[Collected data]
==========

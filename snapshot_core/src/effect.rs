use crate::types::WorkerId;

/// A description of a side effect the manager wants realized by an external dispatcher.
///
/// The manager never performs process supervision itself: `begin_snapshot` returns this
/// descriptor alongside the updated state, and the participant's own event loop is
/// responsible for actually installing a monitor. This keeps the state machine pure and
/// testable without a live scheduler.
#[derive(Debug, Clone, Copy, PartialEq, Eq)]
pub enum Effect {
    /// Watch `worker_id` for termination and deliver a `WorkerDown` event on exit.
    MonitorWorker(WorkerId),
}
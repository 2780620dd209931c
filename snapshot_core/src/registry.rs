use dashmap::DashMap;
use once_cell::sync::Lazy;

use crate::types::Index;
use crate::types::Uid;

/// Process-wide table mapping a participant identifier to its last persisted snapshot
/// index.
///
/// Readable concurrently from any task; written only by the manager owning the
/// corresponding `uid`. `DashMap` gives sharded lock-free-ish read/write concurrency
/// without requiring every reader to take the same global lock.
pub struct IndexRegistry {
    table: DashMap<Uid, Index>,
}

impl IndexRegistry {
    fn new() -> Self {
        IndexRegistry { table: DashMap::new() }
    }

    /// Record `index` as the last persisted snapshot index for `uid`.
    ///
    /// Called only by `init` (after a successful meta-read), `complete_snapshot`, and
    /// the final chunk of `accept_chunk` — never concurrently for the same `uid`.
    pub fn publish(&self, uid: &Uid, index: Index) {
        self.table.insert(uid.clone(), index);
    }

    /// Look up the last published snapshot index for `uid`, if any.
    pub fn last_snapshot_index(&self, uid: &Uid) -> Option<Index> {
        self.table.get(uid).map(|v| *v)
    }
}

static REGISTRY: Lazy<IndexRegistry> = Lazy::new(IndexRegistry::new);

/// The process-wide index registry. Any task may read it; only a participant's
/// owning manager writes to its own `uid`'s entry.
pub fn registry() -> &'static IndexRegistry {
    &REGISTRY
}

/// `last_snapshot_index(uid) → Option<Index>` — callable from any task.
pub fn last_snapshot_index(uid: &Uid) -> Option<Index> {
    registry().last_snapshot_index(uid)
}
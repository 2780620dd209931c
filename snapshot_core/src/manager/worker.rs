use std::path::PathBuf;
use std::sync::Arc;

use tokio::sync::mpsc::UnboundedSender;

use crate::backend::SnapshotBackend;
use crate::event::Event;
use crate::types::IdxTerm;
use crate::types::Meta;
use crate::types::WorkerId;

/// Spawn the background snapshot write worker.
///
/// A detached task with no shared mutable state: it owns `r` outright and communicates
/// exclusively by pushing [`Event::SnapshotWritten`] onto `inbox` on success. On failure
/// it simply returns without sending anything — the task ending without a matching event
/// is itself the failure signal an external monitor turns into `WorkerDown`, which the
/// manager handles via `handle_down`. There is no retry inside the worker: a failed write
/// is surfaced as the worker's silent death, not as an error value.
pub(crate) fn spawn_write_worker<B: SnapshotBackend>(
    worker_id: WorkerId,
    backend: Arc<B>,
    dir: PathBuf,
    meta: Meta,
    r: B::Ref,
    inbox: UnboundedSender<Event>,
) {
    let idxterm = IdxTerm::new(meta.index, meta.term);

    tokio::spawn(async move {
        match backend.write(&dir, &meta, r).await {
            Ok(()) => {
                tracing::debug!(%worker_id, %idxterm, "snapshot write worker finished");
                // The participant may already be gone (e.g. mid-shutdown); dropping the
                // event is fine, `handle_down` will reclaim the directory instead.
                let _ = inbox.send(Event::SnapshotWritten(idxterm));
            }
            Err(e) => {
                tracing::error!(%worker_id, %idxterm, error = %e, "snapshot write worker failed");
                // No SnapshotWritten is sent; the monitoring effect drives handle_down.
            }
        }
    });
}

==========

* **Work to be completed**:
The reply should consist of the records, reproduced exactly.

* **Problem solution**:
filename snapshot_core/src/effect.rs
use crate::types::WorkerId;

/// A description of a side effect the manager wants realized by an external dispatcher.
///
/// The manager never performs process supervision itself: `begin_snapshot` returns this
/// descriptor alongside the updated state, and the participant's own event loop is
/// responsible for actually installing a monitor. This keeps the state machine pure and
/// testable without a live scheduler.
#[derive(Debug, Clone, Copy, PartialEq, Eq)]
pub enum Effect {
    /// Watch `worker_id` for termination and deliver a `WorkerDown` event on exit.
    MonitorWorker(WorkerId),
}
repository 2780620dd209931c
filename snapshot_core/src/registry.rs
use dashmap::DashMap;
use once_cell::sync::Lazy;

use crate::types::Index;
use crate::types::Uid;

/// Process-wide table mapping a participant identifier to its last persisted snapshot
/// index.
///
/// Readable concurrently from any task; written only by the manager owning the
/// corresponding `uid`. `DashMap` gives sharded lock-free-ish read/write concurrency
/// without requiring every reader to take the same global lock.
pub struct IndexRegistry {
    table: DashMap<Uid, Index>,
}

impl IndexRegistry {
    fn new() -> Self {
        IndexRegistry { table: DashMap::new() }
    }

    /// Record `index` as the last persisted snapshot index for `uid`.
    ///
    /// Called only by `init` (after a successful meta-read), `complete_snapshot`, and
    /// the final chunk of `accept_chunk` — never concurrently for the same `uid`.
    pub fn publish(&self, uid: &Uid, index: Index) {
        self.table.insert(uid.clone(), index);
    }

    /// Look up the last published snapshot index for `uid`, if any.
    pub fn last_snapshot_index(&self, uid: &Uid) -> Option<Index> {
        self.table.get(uid).map(|v| *v)
    }
}

static REGISTRY: Lazy<IndexRegistry> = Lazy::new(IndexRegistry::new);

/// The process-wide index registry. Any task may read it; only a participant's
/// owning manager writes to its own `uid`'s entry.
pub fn registry() -> &'static IndexRegistry {
    &REGISTRY
}

/// `last_snapshot_index(uid) → Option<Index>` — callable from any task.
pub fn last_snapshot_index(uid: &Uid) -> Option<Index> {
    registry().last_snapshot_index(uid)
}
repository 2780620dd209931c
filename snapshot_core/src/manager/worker.rs
use std::path::PathBuf;
use std::sync::Arc;

use tokio::sync::mpsc::UnboundedSender;

use crate::backend::SnapshotBackend;
use crate::event::Event;
use crate::types::IdxTerm;
use crate::types::Meta;
use crate::types::WorkerId;

/// Spawn the background snapshot write worker.
///
/// A detached task with no shared mutable state: it owns `r` outright and communicates
/// exclusively by pushing [`Event::SnapshotWritten`] onto `inbox` on success. On failure
/// it simply returns without sending anything — the task ending without a matching event
/// is itself the failure signal an external monitor turns into `WorkerDown`, which the
/// manager handles via `handle_down`. There is no retry inside the worker: a failed write
/// is surfaced as the worker's silent death, not as an error value.
pub(crate) fn spawn_write_worker<B: SnapshotBackend>(
    worker_id: WorkerId,
    backend: Arc<B>,
    dir: PathBuf,
    meta: Meta,
    r: B::Ref,
    inbox: UnboundedSender<Event>,
) {
    let idxterm = IdxTerm::new(meta.index, meta.term);

    tokio::spawn(async move {
        match backend.write(&dir, &meta, r).await {
            Ok(()) => {
                tracing::debug!(%worker_id, %idxterm, "snapshot write worker finished");
                // The participant may already be gone (e.g. mid-shutdown); dropping the
                // event is fine, `handle_down` will reclaim the directory instead.
                let _ = inbox.send(Event::SnapshotWritten(idxterm));
            }
            Err(e) => {
                tracing::error!(%worker_id, %idxterm, error = %e, "snapshot write worker failed");
                // No SnapshotWritten is sent; the monitoring effect drives handle_down.
            }
        }
    });
}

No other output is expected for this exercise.